P. Stephen Potter

P. Stephen Potter died Oct. 24 at Hilltop Estates in Gothenburg.

Remembering P. Stephen Potter: A man who lived life to the fullest

Unique. That is a word used to describe P. Stephen Potter by those who knew him.

He was notorious for doing things his way and was well respected as an attorney, a businessman, and a friend.

Potter died Oct. 24 at Hilltop Estates in Gothenburg, surrounded by people who loved him.

Potter was known for his antics and successes in the courtroom, but he had other claims to fame as well.

For 36 years, he was known as the “hot dog man” at Memorial Stadium on the campus of the University of Nebraska Lincoln. Every home game Saturday Potter would dress in his Husker attire, warm up his throwing arm and hit the stands with a basket of hot dogs. He’d sling the game-day fare into the stands as customers threw their money back. CBS News correspondent Charles Kuralt even visited Gothenburg in 1986 and featured Potter in a special “On the Road” segment.

Potter started his hot dog vendor gig in 1963 dressed in a too-small suit he purchased at a Lincoln Goodwill store and a tie hand-painted by a fan. He often credited his outfit for getting him recognized as the hot dog man by Husker fans everywhere he went.

But as his many friends, colleagues and family members gather this week to share memories of Potter, it is his faithful friendships, love of the outdoors, and deep-rooted relationships that stand out most.

State Sen. Matt Williams considers Potter a life-long friend.

“Our parents were good friends, and we went to the same church growing up,” said Williams.

And though Potter was four years older than Williams, the two found many common bonds throughout the years.

As the son of a Gothenburg pharmacist, Potter went to pharmacy school at the University of Nebraska Lincoln.

After earning a degree in pharmacy in 1969, Potter worked in a Lincoln pharmacy to pay his way through law school. In 1972, he graduated from Creighton University School of Law.

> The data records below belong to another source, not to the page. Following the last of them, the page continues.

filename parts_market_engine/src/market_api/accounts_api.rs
//! Unified API for read-only account, order and receipt queries.

use std::fmt::Debug;

use crate::{
    db_types::{EmailAddress, Order, Payment, UserAccount},
    market_api::order_objects::OrderResult,
    traits::{AccountApiError, AccountManagement},
};

pub struct AccountApi<B> {
    db: B,
}

impl<B: Debug> Debug for AccountApi<B> {
    fn fmt(&self, f: &mut std::fmt::Formatter<'_>) -> std::fmt::Result {
        write!(f, "AccountApi ({:?})", self.db)
    }
}

impl<B> AccountApi<B>
where B: AccountManagement
{
    pub fn new(db: B) -> Self {
        Self { db }
    }

    /// Fetches the account record for the given email. If no account exists, `None` is returned.
    pub async fn account_by_email(&self, email: &EmailAddress) -> Result<Option<UserAccount>, AccountApiError> {
        self.db.fetch_account_by_email(email).await
    }

    pub async fn order_by_id(&self, order_id: i64) -> Result<Option<Order>, AccountApiError> {
        self.db.fetch_order_by_id(order_id).await
    }

    /// Fetches all orders belonging to the given email and wraps them in an [`OrderResult`], which includes the
    /// owner and the sum of the orders' values.
    pub async fn orders_for_email(&self, email: &EmailAddress) -> Result<OrderResult, AccountApiError> {
        let orders = self.db.fetch_orders_for_email(email).await?;
        let total_orders = orders.iter().map(|o| o.total_price).sum();
        Ok(OrderResult { email: email.clone(), total_orders, orders })
    }

    pub async fn payments_for_order(&self, order_id: i64) -> Result<Vec<Payment>, AccountApiError> {
        self.db.fetch_payments_for_order(order_id).await
    }
}
use thiserror::Error;

use crate::db_types::{NewOrder, NewPayment, Order};

#[derive(Debug, Clone, Error)]
pub enum OrderFlowError {
    #[error("Database error: {0}")]
    DatabaseError(String),
    #[error("Order #{0} does not exist")]
    OrderNotFound(i64),
    #[error("Order #{0} has already been settled")]
    OrderAlreadySettled(i64),
}

impl From<sqlx::Error> for OrderFlowError {
    fn from(e: sqlx::Error) -> Self {
        OrderFlowError::DatabaseError(e.to_string())
    }
}

/// The order lifecycle writes. An order is born unpaid and makes exactly one transition, to paid, when a completed
/// payment is reconciled against it. Backends must make that transition atomic with the receipt insert.
#[allow(async_fn_in_trait)]
pub trait OrderFlowDatabase {
    /// Inserts a brand-new unpaid order and returns the stored record. The payload is taken at face value; no
    /// pricing or ownership checks are applied here.
    async fn insert_order(&self, order: NewOrder) -> Result<Order, OrderFlowError>;

    /// Settles an order in a single transaction: flips `paid` from false to true, records the transaction id, and
    /// appends the payment receipt. Either every write lands or none do.
    ///
    /// Fails with [`OrderFlowError::OrderAlreadySettled`] if the order is already paid (settlement is one-way), and
    /// [`OrderFlowError::OrderNotFound`] if the order does not exist.
    async fn settle_order(&self, order_id: i64, payment: NewPayment) -> Result<Order, OrderFlowError>;

    /// Deletes an order by id, returning whether a row was removed. No ownership check is made; callers gate access.
    async fn delete_order(&self, order_id: i64) -> Result<bool, OrderFlowError>;
}
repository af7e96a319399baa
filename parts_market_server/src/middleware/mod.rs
mod access_gate;

pub use access_gate::{AccessGateFactory, AccessGateService};
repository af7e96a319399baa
//! SQLite operations for the append-only payments table.

use chrono::{DateTime, Utc};
use log::debug;
use serde_json::Value;
use sqlx::{FromRow, SqliteConnection};

use crate::{
    db_types::{EmailAddress, NewPayment, Payment},
    traits::AccountApiError,
};

#[derive(Debug, Clone, FromRow)]
struct PaymentRow {
    id: i64,
    order_id: i64,
    email: String,
    txid: String,
    amount: i64,
    detail: String,
    created_at: DateTime<Utc>,
}

impl TryFrom<PaymentRow> for Payment {
    type Error = AccountApiError;

    fn try_from(row: PaymentRow) -> Result<Self, Self::Error> {
        let detail = serde_json::from_str::<Value>(&row.detail)
            .map_err(|e| AccountApiError::CorruptRecord(format!("payment detail for {}: {e}", row.txid)))?;
        Ok(Payment {
            id: row.id,
            order_id: row.order_id,
            email: EmailAddress::new(row.email),
            txid: row.txid,
            amount: row.amount.into(),
            detail,
            created_at: row.created_at,
        })
    }
}

/// Appends a payment receipt and returns its id. Receipts are never updated or deleted.
pub async fn insert_payment(
    order_id: i64,
    payment: &NewPayment,
    conn: &mut SqliteConnection,
) -> Result<i64, sqlx::Error> {
    let detail = if payment.detail.is_null() { "{}".to_string() } else { payment.detail.to_string() };
    let id: i64 = sqlx::query_scalar(
        r#"INSERT INTO payments (order_id, email, txid, amount, detail) VALUES ($1, $2, $3, $4, $5)
           RETURNING id"#,
    )
    .bind(order_id)
    .bind(payment.email.as_str())
    .bind(&payment.txid)
    .bind(payment.amount)
    .bind(detail)
    .fetch_one(conn)
    .await?;
    debug!("🗃️ Payment receipt [{}] recorded for order #{order_id}", payment.txid);
    Ok(id)
}

pub async fn fetch_payments_for_order(
    order_id: i64,
    conn: &mut SqliteConnection,
) -> Result<Vec<Payment>, AccountApiError> {
    let rows = sqlx::query_as::<_, PaymentRow>(
        "SELECT * FROM payments WHERE order_id = $1 ORDER BY created_at ASC",
    )
    .bind(order_id)
    .fetch_all(conn)
    .await?;
    rows.into_iter().map(Payment::try_from).collect()
}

“He was older than me, but because he went to pharmacy school first, we ended up going to law school at the same time. I spent a lot of time at his apartment during those years,” Williams recalled.

Theirs was a friendship that would continue long after both had completed college and established careers. Potter was a groomsman at Williams’ wedding, and Williams said his children and grandchildren refer to Potter as “Uncle Steve.”

Potter’s first job out of law school was in the Hall County prosecutor’s office.

“He had a ponytail even then, so he wore a short wig into the courtroom so he would be taken more seriously as a prosecutor,” said Williams.

He didn’t wear the wig long — only about two weeks. By then, he had earned enough respect on his merits for his boss to overlook the ponytail.

It became apparent that prosecution was not the side Potter wanted to argue. His heart was geared to helping people — defending them. And he became a prominent defense attorney as a result.

“He, as much as anybody I know, loved the practice of law,” said Williams. “It gave him the opportunity to help people and the opportunity to perform. And he was a master of both.”

Williams had a great deal of respect for his friend in the courtroom, but that paled in comparison to his opinion of Potter on a personal level.

“He would absolutely give you the shirt off his back. Who does that? He cared deeply about his relationships with people,” said Williams.

As he recalled some of the “crazy and fun things” they used to do together, one event, in particular, stands out in his mind.

“He hosted a Super Bowl party every year, which always included chopping a hole in the ice and taking a little dip. Then we would jump out and run to the hot tub as fast as we could,” Williams laughed, clearly picturing the memory.

“He worked hard. Steve was the epitome of ‘work hard and play hard.’ He enjoyed life,” said Williams. “We talked a lot about things over the years, and the thought of not being able to be active was not something he would have chosen.”

He opened his law practice in 1980 in Gothenburg and served as the Dawson County public defender for five years. On Sept. 2, 1990, Potter married Beth Barrett on a hill overlooking Jeffrey Lake south of Brady. He and Beth had one child, Betsy, born Nov. 18, 1995.

Michele Blagdon worked as Potter’s administrative assistant for the past four years, and like all his friends, she said she is feeling a great sense of loss.

“I learned so much from this man,” she said, as she sifts through photos in his office. “It’s crazy the amount of knowledge he had — not just in law, but in life in general.”

He loved dancing and studied art in New York. He considered becoming a dancer until a skiing accident shattered his ankle and left him with a limp. He worked for a time as a drug counselor in Omaha, and as a bartender in Lincoln, though Williams said Potter never imbibed.

The stories about Potter’s life and the man he was are many. Potter was once quoted as saying, “It’s impossible to sum me up.” He was right.